Absence of consequences
Congress will investigate a double tap strike in the Caribbean. What then?
Julia Ioffe takes up—and handles well—a problem that vexes me over this whole “illegal orders” thing in reference to a double tap strike on a Venezuelan boat in the Caribbean Sea. She writes, in part, “both retired judge advocates [Rachel VanLandingham and one unnamed] expressed frustration with the six lawmakers who called on servicemembers to disobey illegal orders in general. In the U.S. military, they explained, the starting assumption is that every order is legal—and the burden of proof is on the dissenting servicemember at their court martial. ‘It’s equivalent to a felony trial,’ the retired Marine judge advocate said. ‘You have to be willing to disobey on principle, and you have to be able to withstand the pressure of the entire Defense Department. It creates a powerful incentive for obedience.’”[1]
I’m trying to imagine a soldier in a foxhole, with their lawyer along, evaluating every order for illegality and defensibility. But it’s worse than that: “Military personnel involved in such a strike, for example, would also have been bound by the Justice Department’s Office of Legal Counsel, which outlined the legal rationale for conducting the boat strikes in a still-secret memo. ‘Those are given the force of law inside the executive branch,’ said the [unnamed] retired Marine judge advocate. ‘It’s practically given as much weight as a judicial decision.
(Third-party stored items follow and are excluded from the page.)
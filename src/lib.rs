//! Pointer types that make ownership visible in a signature.
//!
//! Four types each wrap a single heap allocated value:
//!
//! - [`RawPtr`] marks code that frees values by hand. It is [`Copy`] and does no bookkeeping;
//!   freeing through one copy invalidates all others, which is why its freeing methods are
//!   `unsafe`.
//! - [`UniquePtr`] owns its value exclusively. It cannot be cloned, ownership moves, and the value
//!   is dropped exactly once.
//! - [`SharedPtr`] is reference counted, similar to [`std::sync::Arc`]. The counts are updated
//!   atomically, so owners may be dropped concurrently from different threads.
//! - [`WeakPtr`] observes a `SharedPtr` ownership group without keeping the value alive. It can
//!   tell whether the value is [`expired`][WeakPtr::expired] and [`lock`][WeakPtr::lock] it into a
//!   new `SharedPtr` while it is not.
//!
//! Unlike [`Box`] and `Arc` all four types can be null. Reading through a null pointer with `*`
//! panics with an [`AccessError`], and every type offers `try_get` (or [`WeakPtr::try_lock`]) to
//! receive the error instead. Pointers compare by address, and against the [`Null`] literal.
//!
//! ```
//! # use ownptr::{AccessError, Null, SharedPtr, UniquePtr};
//! let u = UniquePtr::<i32>::null();
//! assert!(u == Null);
//! assert!(u.try_get() == Err(AccessError::Null));
//!
//! let s1 = SharedPtr::new(1);
//! let s2 = SharedPtr::new(1);
//! assert!(*s1 == *s2);
//! assert!(s1 != s2);
//! ```

mod access;
mod raw;
mod shared;
mod unique;
mod weak;

pub use crate::{
    access::{AccessError, Handle, Null},
    raw::RawPtr,
    shared::SharedPtr,
    unique::UniquePtr,
    weak::WeakPtr,
};

#[cfg(test)]
mod test;
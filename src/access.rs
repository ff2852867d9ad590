use std::{fmt, ptr::NonNull};

use thiserror::Error;

/// The error returned when reading through a pointer that has no live value behind it.
#[derive(Debug, Error, Clone, Copy, PartialEq, Eq)]
#[non_exhaustive]
pub enum AccessError {
    #[error("Dereferencing null pointer.")]
    Null,

    #[error("Dereferencing null or expired weak pointer.")]
    Expired,
}

/// The null literal. Every pointer type in this crate compares equal to `Null` when it holds no
/// address.
///
/// ```
/// # use ownptr::{Null, UniquePtr};
/// let u = UniquePtr::<i32>::null();
/// assert!(u == Null);
/// assert!(Null == u);
/// ```
#[derive(Debug, Clone, Copy, Default, PartialEq, Eq, Hash)]
pub struct Null;

impl fmt::Display for Null {
    fn fmt(&self, f: &mut fmt::Formatter<'_>) -> fmt::Result {
        f.write_str("null")
    }
}

/// Common surface of all pointer types: the observed address and whether it is null.
pub trait Handle {
    type Target;

    /// Gets the raw address without validating it.
    fn as_ptr(&self) -> *const Self::Target;

    fn is_null(&self) -> bool {
        self.as_ptr().is_null()
    }
}

/// Validates an address before it is read through.
pub(crate) fn check<T>(ptr: Option<NonNull<T>>) -> Result<NonNull<T>, AccessError> {
    ptr.ok_or(AccessError::Null)
}

#[cold]
#[track_caller]
pub(crate) fn fail(err: AccessError) -> ! {
    panic!("{err}")
}

pub(crate) fn address<T>(ptr: Option<NonNull<T>>) -> *mut T {
    ptr.map_or(std::ptr::null_mut(), NonNull::as_ptr)
}

/// Implements address equality, equality against [`Null`] and `Deref` in terms of `try_get`.
macro_rules! impl_address_ops {
    ($name:ident) => {
        impl<T> PartialEq for $name<T> {
            fn eq(&self, other: &Self) -> bool {
                std::ptr::eq(
                    $crate::Handle::as_ptr(self),
                    $crate::Handle::as_ptr(other),
                )
            }
        }

        impl<T> Eq for $name<T> {}

        impl<T> PartialEq<$crate::Null> for $name<T> {
            fn eq(&self, _: &$crate::Null) -> bool {
                $crate::Handle::is_null(self)
            }
        }

        impl<T> PartialEq<$name<T>> for $crate::Null {
            fn eq(&self, other: &$name<T>) -> bool {
                $crate::Handle::is_null(other)
            }
        }

        impl<T> std::hash::Hash for $name<T> {
            fn hash<H: std::hash::Hasher>(&self, state: &mut H) {
                std::hash::Hash::hash(&$crate::Handle::as_ptr(self), state)
            }
        }

        impl<T> std::ops::Deref for $name<T> {
            type Target = T;

            #[track_caller]
            fn deref(&self) -> &T {
                match self.try_get() {
                    Ok(value) => value,
                    Err(err) => $crate::access::fail(err),
                }
            }
        }

        impl<T> std::fmt::Pointer for $name<T> {
            fn fmt(&self, f: &mut std::fmt::Formatter<'_>) -> std::fmt::Result {
                std::fmt::Pointer::fmt(&$crate::Handle::as_ptr(self), f)
            }
        }
    };
}

pub(crate) use impl_address_ops;
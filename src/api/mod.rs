//! API Lambda handler and request processing

pub mod dispatch;
pub mod github_webhook;
pub mod handler;
pub mod helpers;
pub mod interactive_handler;
pub mod parsing;
pub mod signature;

// Re-export the main handler for convenience
pub use handler::handler;
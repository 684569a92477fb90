//! Recording fakes for the platform traits and a test configuration.
#![allow(dead_code)]

use async_trait::async_trait;
use chrono::{DateTime, TimeZone, Utc};
use serde_json::Value;
use std::collections::HashMap;
use std::sync::{Arc, Mutex};
use std::time::Duration;

use releasebot::api::dispatch::TaskDispatcher;
use releasebot::clients::{BuildPlatform, DeployPlatform, ReleaseTag, SourceControl};
use releasebot::core::config::{AppConfig, ReleaseTargets, ReviewAppBindings};
use releasebot::core::models::{ReleaseTask, ReleaseType};
use releasebot::errors::BotError;
use releasebot::features::release::ReleaseOrchestrator;
use releasebot::features::templates::MessageTemplates;
use releasebot::slack::ChatPlatform;
use releasebot::worker::{Notifier, run_task};
use releasebot::{Platforms, ReleaseBot};

pub const SIGNING_SECRET: &str = "slack-signing-secret";
pub const WEBHOOK_SECRET: &str = "github-webhook-secret";
pub const REPOSITORY: &str = "pix";

pub fn test_config() -> AppConfig {
    AppConfig {
        slack_signing_secret: SIGNING_SECRET.to_string(),
        slack_bot_token: "xoxb-test".to_string(),
        slack_release_channel: "#tech-releases".to_string(),
        github_token: None,
        github_webhook_secret: WEBHOOK_SECRET.to_string(),
        github_owner: "1024pix".to_string(),
        github_repository: REPOSITORY.to_string(),
        config_file_path: "api/lib/config.js".to_string(),
        github_ci_check_name: "build-test-and-deploy".to_string(),
        scalingo_token: "tk-us-test".to_string(),
        scalingo_region: "osc-fr1".to_string(),
        review_app_domain: "review.pix.fr".to_string(),
        review_apps: ReviewAppBindings::new(HashMap::from([(
            "pix-site".to_string(),
            vec!["pix-site-review".to_string(), "pix-pro-review".to_string()],
        )])),
        review_app_template_dir: None,
        release_targets: ReleaseTargets {
            staging: vec!["pix-api-integration".to_string(), "pix-app-integration".to_string()],
            production: vec!["pix-api-production".to_string()],
        },
        build_service_url: "https://build.example.test".to_string(),
        build_service_token: None,
        release_queue_url: None,
    }
}

// ============================================================================
// Chat
// ============================================================================

#[derive(Default)]
pub struct FakeChat {
    pub fail: bool,
    pub delay: Option<Duration>,
    pub modals: Mutex<Vec<(String, Value)>>,
    pub messages: Mutex<Vec<(String, String)>>,
}

impl FakeChat {
    pub fn failing() -> Self {
        Self {
            fail: true,
            ..Self::default()
        }
    }

    /// Records each message at once, then answers only after `delay`.
    pub fn slow(delay: Duration) -> Self {
        Self {
            delay: Some(delay),
            ..Self::default()
        }
    }

    pub fn messages(&self) -> Vec<(String, String)> {
        self.messages.lock().unwrap().clone()
    }

    pub fn modals(&self) -> Vec<(String, Value)> {
        self.modals.lock().unwrap().clone()
    }

    fn result(&self) -> Result<(), BotError> {
        if self.fail {
            Err(BotError::SlackApiError("chat.postMessage error: channel_not_found".into()))
        } else {
            Ok(())
        }
    }
}

#[async_trait]
impl ChatPlatform for FakeChat {
    async fn open_modal(&self, trigger_id: &str, view: &Value) -> Result<(), BotError> {
        self.modals
            .lock()
            .unwrap()
            .push((trigger_id.to_string(), view.clone()));
        self.result()
    }

    async fn post_message(&self, channel: &str, text: &str) -> Result<(), BotError> {
        self.messages
            .lock()
            .unwrap()
            .push((channel.to_string(), text.to_string()));
        if let Some(delay) = self.delay {
            tokio::time::sleep(delay).await;
        }
        self.result()
    }

    async fn post_to_response_url(&self, url: &str, text: &str) -> Result<(), BotError> {
        self.messages
            .lock()
            .unwrap()
            .push((url.to_string(), text.to_string()));
        self.result()
    }
}

// ============================================================================
// Source control
// ============================================================================

pub struct FakeSourceControl {
    pub latest_tag: String,
    pub config_changed: bool,
    pub build_green: bool,
    pub fail_lookups: bool,
    pub comments: Mutex<Vec<(String, u64, String)>>,
}

impl Default for FakeSourceControl {
    fn default() -> Self {
        Self {
            latest_tag: "v4.2.0".to_string(),
            config_changed: false,
            build_green: true,
            fail_lookups: false,
            comments: Mutex::new(Vec::new()),
        }
    }
}

impl FakeSourceControl {
    pub fn comments(&self) -> Vec<(String, u64, String)> {
        self.comments.lock().unwrap().clone()
    }

    fn lookup(&self) -> Result<(), BotError> {
        if self.fail_lookups {
            Err(BotError::GitHubError("503 Service Unavailable".into()))
        } else {
            Ok(())
        }
    }
}

#[async_trait]
impl SourceControl for FakeSourceControl {
    async fn latest_release_tag(&self, _repository: &str) -> Result<ReleaseTag, BotError> {
        self.lookup()?;
        Ok(ReleaseTag {
            name: self.latest_tag.clone(),
            commit_sha: "abc123".to_string(),
        })
    }

    async fn commit_date(&self, _repository: &str, _sha: &str) -> Result<DateTime<Utc>, BotError> {
        self.lookup()?;
        Ok(Utc.with_ymd_and_hms(2024, 1, 15, 10, 0, 0).unwrap())
    }

    async fn commits_touching_path_since(
        &self,
        _repository: &str,
        _path: &str,
        _since: DateTime<Utc>,
    ) -> Result<Vec<String>, BotError> {
        self.lookup()?;
        Ok(if self.config_changed {
            vec!["def456".to_string()]
        } else {
            Vec::new()
        })
    }

    async fn comment_pull_request(
        &self,
        repository: &str,
        pull_request_id: u64,
        comment: &str,
    ) -> Result<(), BotError> {
        self.comments.lock().unwrap().push((
            repository.to_string(),
            pull_request_id,
            comment.to_string(),
        ));
        Ok(())
    }

    async fn is_build_status_ok(&self, _repository: &str, _tag: &str) -> Result<bool, BotError> {
        self.lookup()?;
        Ok(self.build_green)
    }
}

// ============================================================================
// Deployment
// ============================================================================

#[derive(Default)]
pub struct FakeDeploy {
    pub failing_app: Option<String>,
    pub failing_tag: Option<String>,
    pub calls: Mutex<Vec<String>>,
}

impl FakeDeploy {
    pub fn calls(&self) -> Vec<String> {
        self.calls.lock().unwrap().clone()
    }

    fn record(&self, call: String, app: &str) -> Result<(), BotError> {
        self.calls.lock().unwrap().push(call);
        if self.failing_app.as_deref() == Some(app) {
            return Err(BotError::ScalingoError(format!("{app}: 422 Unprocessable")));
        }
        Ok(())
    }
}

#[async_trait]
impl DeployPlatform for FakeDeploy {
    async fn deploy_review_app(&self, app: &str, pull_request_id: u64) -> Result<(), BotError> {
        self.record(format!("review_app {app} {pull_request_id}"), app)
    }

    async fn deploy_using_scm(&self, app: &str, reference: &str) -> Result<(), BotError> {
        self.record(format!("scm {app} {reference}"), app)
    }

    async fn deploy_tag(&self, app: &str, tag: &str) -> Result<(), BotError> {
        if self.failing_tag.as_deref() == Some(tag) {
            self.calls.lock().unwrap().push(format!("tag {app} {tag}"));
            return Err(BotError::ScalingoError(format!("unknown tag {tag}")));
        }
        self.record(format!("tag {app} {tag}"), app)
    }
}

// ============================================================================
// Build
// ============================================================================

#[derive(Default)]
pub struct FakeBuild {
    pub fail: bool,
    pub published: Mutex<Vec<(String, ReleaseType)>>,
}

impl FakeBuild {
    pub fn published(&self) -> Vec<(String, ReleaseType)> {
        self.published.lock().unwrap().clone()
    }
}

#[async_trait]
impl BuildPlatform for FakeBuild {
    async fn publish(&self, repository: &str, release_type: ReleaseType) -> Result<(), BotError> {
        self.published
            .lock()
            .unwrap()
            .push((repository.to_string(), release_type));
        if self.fail {
            return Err(BotError::BuildError("500 Internal Server Error".into()));
        }
        Ok(())
    }
}

// ============================================================================
// Dispatch
// ============================================================================

/// Runs the task to completion before returning, so tests can assert on
/// its effects deterministically.
pub struct InlineDispatcher {
    pub orchestrator: ReleaseOrchestrator,
    pub notifier: Notifier,
    pub tasks: Mutex<Vec<ReleaseTask>>,
}

#[async_trait]
impl TaskDispatcher for InlineDispatcher {
    async fn dispatch(&self, task: ReleaseTask) -> Result<(), BotError> {
        self.tasks.lock().unwrap().push(task.clone());
        run_task(&self.orchestrator, &self.notifier, &task).await;
        Ok(())
    }
}

pub struct FailingDispatcher;

#[async_trait]
impl TaskDispatcher for FailingDispatcher {
    async fn dispatch(&self, _task: ReleaseTask) -> Result<(), BotError> {
        Err(BotError::AwsError("queue unavailable".into()))
    }
}

// ============================================================================
// Harness
// ============================================================================

pub struct Harness {
    pub chat: Arc<FakeChat>,
    pub source_control: Arc<FakeSourceControl>,
    pub deploy: Arc<FakeDeploy>,
    pub build: Arc<FakeBuild>,
    pub dispatcher: Arc<InlineDispatcher>,
    pub bot: ReleaseBot,
}

impl Harness {
    pub fn new() -> Self {
        Self::with(FakeSourceControl::default(), FakeDeploy::default(), FakeBuild::default())
    }

    pub fn with(source_control: FakeSourceControl, deploy: FakeDeploy, build: FakeBuild) -> Self {
        Self::with_chat(FakeChat::default(), source_control, deploy, build)
    }

    pub fn with_chat(
        chat: FakeChat,
        source_control: FakeSourceControl,
        deploy: FakeDeploy,
        build: FakeBuild,
    ) -> Self {
        let chat = Arc::new(chat);
        let source_control = Arc::new(source_control);
        let deploy = Arc::new(deploy);
        let build = Arc::new(build);
        let platforms = Platforms {
            chat: chat.clone(),
            source_control: source_control.clone(),
            deploy: deploy.clone(),
            build: build.clone(),
        };
        let bot = ReleaseBot::from_parts(test_config(), platforms, MessageTemplates::default());
        let dispatcher = Arc::new(InlineDispatcher {
            orchestrator: bot.orchestrator(),
            notifier: bot.notifier(),
            tasks: Mutex::new(Vec::new()),
        });
        let bot = bot.with_dispatcher(dispatcher.clone());

        Self {
            chat,
            source_control,
            deploy,
            build,
            dispatcher,
            bot,
        }
    }

    pub fn tasks(&self) -> Vec<ReleaseTask> {
        self.dispatcher.tasks.lock().unwrap().clone()
    }
}
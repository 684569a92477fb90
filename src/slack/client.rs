//! Slack API client module
//!
//! Encapsulates the Slack Web API calls the bot makes: opening modals, posting
//! messages and answering through one-shot `response_url`s.

use async_trait::async_trait;
use serde_json::{Value, json};
use tracing::debug;

use super::response_builder::create_ephemeral_payload;
use crate::clients::HTTP_CLIENT;
use crate::errors::BotError;

const SLACK_API_URL: &str = "https://slack.com/api";

/// Chat-platform operations used by the dialog and the notifier.
#[async_trait]
pub trait ChatPlatform: Send + Sync {
    /// Opens a modal using Slack's `views.open` API.
    async fn open_modal(&self, trigger_id: &str, view: &Value) -> Result<(), BotError>;

    async fn post_message(&self, channel: &str, text: &str) -> Result<(), BotError>;

    async fn post_to_response_url(&self, response_url: &str, text: &str) -> Result<(), BotError>;
}

pub struct SlackClient {
    token: String,
}

impl SlackClient {
    #[must_use]
    pub fn new(token: String) -> Self {
        Self { token }
    }

    async fn call_api(&self, method: &str, payload: &Value) -> Result<(), BotError> {
        debug!(method = %method, "Slack API call");
        let resp = HTTP_CLIENT
            .post(format!("{SLACK_API_URL}/{method}"))
            .bearer_auth(&self.token)
            .json(payload)
            .send()
            .await
            .map_err(|e| BotError::SlackApiError(format!("{method}: {e}")))?;

        if !resp.status().is_success() {
            return Err(BotError::SlackApiError(format!(
                "{method} HTTP {}",
                resp.status()
            )));
        }

        let json: Value = resp
            .json()
            .await
            .map_err(|e| BotError::SlackApiError(format!("{method} JSON parse error: {e}")))?;
        check_ok(method, &json)
    }
}

/// Slack answers HTTP 200 with `{"ok": false, "error": ...}` on application errors.
///
/// # Errors
///
/// Returns `SlackApiError` carrying Slack's error code when `ok` is not true.
pub fn check_ok(method: &str, body: &Value) -> Result<(), BotError> {
    if body.get("ok").and_then(Value::as_bool).unwrap_or(false) {
        Ok(())
    } else {
        Err(BotError::SlackApiError(format!(
            "{method} error: {}",
            body.get("error").and_then(Value::as_str).unwrap_or("unknown")
        )))
    }
}

#[async_trait]
impl ChatPlatform for SlackClient {
    async fn open_modal(&self, trigger_id: &str, view: &Value) -> Result<(), BotError> {
        self.call_api(
            "views.open",
            &json!({
                "trigger_id": trigger_id,
                "view": view
            }),
        )
        .await
    }

    async fn post_message(&self, channel: &str, text: &str) -> Result<(), BotError> {
        self.call_api(
            "chat.postMessage",
            &json!({
                "channel": channel,
                "text": text
            }),
        )
        .await
    }

    async fn post_to_response_url(&self, response_url: &str, text: &str) -> Result<(), BotError> {
        let resp = HTTP_CLIENT
            .post(response_url)
            .json(&create_ephemeral_payload(text))
            .send()
            .await
            .map_err(|e| BotError::SlackApiError(format!("response_url POST: {e}")))?;

        if !resp.status().is_success() {
            let status = resp.status();
            let body = resp
                .text()
                .await
                .unwrap_or_else(|_| "<failed to read body>".to_string());
            return Err(BotError::SlackApiError(format!(
                "response_url POST HTTP {status}: {body}"
            )));
        }
        Ok(())
    }
}

#[cfg(test)]
mod tests {
    use super::*;

    #[test]
    fn check_ok_accepts_ok_true() {
        assert!(check_ok("chat.postMessage", &json!({ "ok": true })).is_ok());
    }

    #[test]
    fn check_ok_reports_slack_error_code() {
        let err = check_ok(
            "chat.postMessage",
            &json!({ "ok": false, "error": "channel_not_found" }),
        )
        .unwrap_err();
        assert_eq!(
            err.to_string(),
            "Failed to access Slack API: chat.postMessage error: channel_not_found"
        );
    }

    #[test]
    fn check_ok_treats_missing_flag_as_failure() {
        assert!(check_ok("views.open", &json!({})).is_err());
    }
}
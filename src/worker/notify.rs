//! Best-effort delivery of progress and result messages.
//!
//! Nothing in this module returns an error: failures are logged with the
//! destination and the payload, then dropped.

use std::sync::Arc;
use tokio::task::JoinHandle;
use tracing::{error, info};

use crate::core::models::Destination;
use crate::slack::ChatPlatform;

#[derive(Clone)]
pub struct Notifier {
    chat: Arc<dyn ChatPlatform>,
}

impl Notifier {
    #[must_use]
    pub fn new(chat: Arc<dyn ChatPlatform>) -> Self {
        Self { chat }
    }

    /// Deliver `text` and wait for the attempt to finish.
    pub async fn notify(&self, destination: &Destination, text: &str) {
        let result = match destination {
            Destination::Channel(channel) => self.chat.post_message(channel, text).await,
            Destination::ResponseUrl(url) => self.chat.post_to_response_url(url, text).await,
        };

        match result {
            Ok(()) => info!(destination = %destination, "Notification delivered"),
            Err(e) => error!(
                destination = %destination,
                payload = %text,
                "Notification failed: {}", e
            ),
        }
    }

    /// Launch delivery in the background. The handle resolves once the attempt
    /// is over and never carries a failure.
    pub fn notify_detached(&self, destination: Destination, text: String) -> JoinHandle<()> {
        let notifier = self.clone();
        tokio::spawn(async move {
            notifier.notify(&destination, &text).await;
        })
    }
}
// Lambda bootstrap entry point for the Worker function
pub use releasebot::worker::handler;

#[tokio::main]
async fn main() -> Result<(), lambda_runtime::Error> {
    releasebot::setup_logging();
    lambda_runtime::run(lambda_runtime::service_fn(handler)).await
}
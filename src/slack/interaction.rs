//! Typed Slack interactive payloads and the dialog steps they encode.

use serde::Deserialize;
use std::collections::HashMap;

use super::modal_builder::{
    RELEASE_DEPLOYMENT_CONFIRMATION, RELEASE_PUBLICATION_CONFIRMATION, RELEASE_TAG_ACTION,
    RELEASE_TAG_BLOCK, RELEASE_TAG_SELECTION, RELEASE_TYPE_ACTION, RELEASE_TYPE_BLOCK,
    RELEASE_TYPE_SELECTION,
};
use crate::core::models::ReleaseType;

#[derive(Debug, Clone, Default, Deserialize)]
pub struct InteractionUser {
    #[serde(default)]
    pub id: String,
}

/// Present on submissions of modals whose inputs enable `response_url_enabled`.
#[derive(Debug, Clone, Deserialize)]
pub struct ResponseUrl {
    pub response_url: String,
}

#[derive(Debug, Clone, Deserialize)]
pub struct SelectedOption {
    pub value: String,
}

/// `view.state.values.{block_id}.{action_id}`
#[derive(Debug, Clone, Default, Deserialize)]
pub struct ActionState {
    pub value: Option<String>,
    pub selected_option: Option<SelectedOption>,
}

#[derive(Debug, Clone, Default, Deserialize)]
pub struct ViewState {
    #[serde(default)]
    pub values: HashMap<String, HashMap<String, ActionState>>,
}

#[derive(Debug, Clone, Deserialize)]
pub struct SubmittedView {
    #[serde(default)]
    pub callback_id: String,
    #[serde(default)]
    pub private_metadata: String,
    #[serde(default)]
    pub state: ViewState,
}

#[derive(Debug, Clone, Deserialize)]
#[serde(tag = "type", rename_all = "snake_case")]
pub enum Interaction {
    Shortcut {
        callback_id: String,
        #[serde(default)]
        trigger_id: String,
        #[serde(default)]
        user: InteractionUser,
    },
    ViewSubmission {
        view: SubmittedView,
        #[serde(default)]
        user: InteractionUser,
        #[serde(default)]
        response_urls: Vec<ResponseUrl>,
    },
    ViewClosed,
    #[serde(other)]
    Unsupported,
}

/// A `view_submission` classified by its `callback_id`.
#[derive(Debug, Clone, PartialEq, Eq)]
pub enum DialogStep {
    ReleaseTypeSelection(ReleaseType),
    ReleaseTagSelection(String),
    PublicationConfirmation(ReleaseType),
    DeploymentConfirmation(String),
}

impl SubmittedView {
    fn action_state(&self, block_id: &str, action_id: &str) -> Option<&ActionState> {
        self.state.values.get(block_id)?.get(action_id)
    }

    /// Map the submission onto the dialog graph. Returns `None` for views
    /// this bot does not own.
    #[must_use]
    pub fn dialog_step(&self) -> Option<DialogStep> {
        match self.callback_id.as_str() {
            RELEASE_TYPE_SELECTION => {
                let selected = self
                    .action_state(RELEASE_TYPE_BLOCK, RELEASE_TYPE_ACTION)
                    .and_then(|s| s.selected_option.as_ref())
                    .map_or("", |o| o.value.as_str());
                Some(DialogStep::ReleaseTypeSelection(
                    ReleaseType::parse_or_default(selected),
                ))
            }
            RELEASE_TAG_SELECTION => {
                let tag = self
                    .action_state(RELEASE_TAG_BLOCK, RELEASE_TAG_ACTION)
                    .and_then(|s| s.value.as_deref())
                    .unwrap_or("")
                    .trim()
                    .to_string();
                Some(DialogStep::ReleaseTagSelection(tag))
            }
            RELEASE_PUBLICATION_CONFIRMATION => Some(DialogStep::PublicationConfirmation(
                ReleaseType::parse_or_default(&self.private_metadata),
            )),
            RELEASE_DEPLOYMENT_CONFIRMATION => Some(DialogStep::DeploymentConfirmation(
                self.private_metadata.clone(),
            )),
            _ => None,
        }
    }
}
//! Scalingo API client
//!
//! Scalingo API tokens are exchanged for a short-lived bearer token on first use;
//! the bearer is then reused for the lifetime of the client.

use async_trait::async_trait;
use reqwest::header::ACCEPT;
use serde::Deserialize;
use serde_json::{Value, json};
use tokio::sync::OnceCell;
use tracing::info;

use super::{DeployPlatform, HTTP_CLIENT};
use crate::errors::BotError;

const SCALINGO_AUTH_URL: &str = "https://auth.scalingo.com/v1/tokens/exchange";

#[derive(Debug, Deserialize)]
struct TokenExchangeResponse {
    token: String,
}

/// Name of the review app Scalingo creates for a pull request of `app`.
#[must_use]
pub fn review_app_name(app: &str, pull_request_id: u64) -> String {
    format!("{app}-pr{pull_request_id}")
}

pub struct ScalingoClient {
    api_token: String,
    api_url: String,
    bearer: OnceCell<String>,
}

impl ScalingoClient {
    #[must_use]
    pub fn new(api_token: String, region: &str) -> Self {
        Self {
            api_token,
            api_url: format!("https://api.{region}.scalingo.com/v1"),
            bearer: OnceCell::new(),
        }
    }

    async fn bearer_token(&self) -> Result<&str, BotError> {
        let token = self
            .bearer
            .get_or_try_init(|| async {
                let resp = HTTP_CLIENT
                    .post(SCALINGO_AUTH_URL)
                    .basic_auth("", Some(&self.api_token))
                    .header(ACCEPT, "application/json")
                    .send()
                    .await
                    .map_err(|e| BotError::ScalingoError(format!("token exchange: {e}")))?;

                if !resp.status().is_success() {
                    return Err(BotError::ScalingoError(format!(
                        "token exchange HTTP {}",
                        resp.status()
                    )));
                }

                let body: TokenExchangeResponse = resp.json().await.map_err(|e| {
                    BotError::ScalingoError(format!("token exchange JSON parse error: {e}"))
                })?;
                Ok(body.token)
            })
            .await?;
        Ok(token.as_str())
    }

    async fn post(&self, path: &str, body: &Value) -> Result<(), BotError> {
        let bearer = self.bearer_token().await?;
        let resp = HTTP_CLIENT
            .post(format!("{}{path}", self.api_url))
            .bearer_auth(bearer)
            .header(ACCEPT, "application/json")
            .json(body)
            .send()
            .await
            .map_err(|e| BotError::ScalingoError(format!("POST {path}: {e}")))?;

        let status = resp.status();
        if !status.is_success() {
            let text = resp
                .text()
                .await
                .unwrap_or_else(|_| "<failed to read body>".to_string());
            return Err(BotError::ScalingoError(format!(
                "POST {path} HTTP {status}: {text}"
            )));
        }
        Ok(())
    }
}

#[async_trait]
impl DeployPlatform for ScalingoClient {
    async fn deploy_review_app(&self, app: &str, pull_request_id: u64) -> Result<(), BotError> {
        self.post(
            &format!("/apps/{app}/scm_repo_link/manual_review_app"),
            &json!({ "pull_request_id": pull_request_id }),
        )
        .await?;
        info!(
            app = %app,
            review_app = %review_app_name(app, pull_request_id),
            "Review app deployment requested"
        );
        Ok(())
    }

    async fn deploy_using_scm(&self, app: &str, reference: &str) -> Result<(), BotError> {
        self.post(
            &format!("/apps/{app}/scm_repo_link/manual_deploy"),
            &json!({ "branch": reference }),
        )
        .await?;
        info!(app = %app, reference = %reference, "Deployment from SCM requested");
        Ok(())
    }

    async fn deploy_tag(&self, app: &str, tag: &str) -> Result<(), BotError> {
        // Scalingo resolves tags through the same linked-repository deploy as branches.
        self.deploy_using_scm(app, tag).await
    }
}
People have to be entitled to rely on that. If you’re a tactical unit commander and you’ve received your order, you kind of have to assume that it’s gone through the wickets and that the policy stuff has been worked out.’”[2]
Which is great until it isn’t—which could be a very long time. It’s not like there’s a practical possibility that a U.S. Navy seaman is going to wind up in the Hague since the U.S. is a rogue state that refuses International Criminal Court jurisdiction.[3] And as Barack Obama demonstrated in refusing to prosecute the war crimes of the George W. Bush administration,[4] Democrats want to preserve a “freedom” to commit those same crimes themselves. So even if, despite their seeming determination to remain in opposition where they can complain about the Republicans without ever actually being expected to accomplish anything themselves, the Democrats win the presidency in 2028, it’s not like they will enforce accountability.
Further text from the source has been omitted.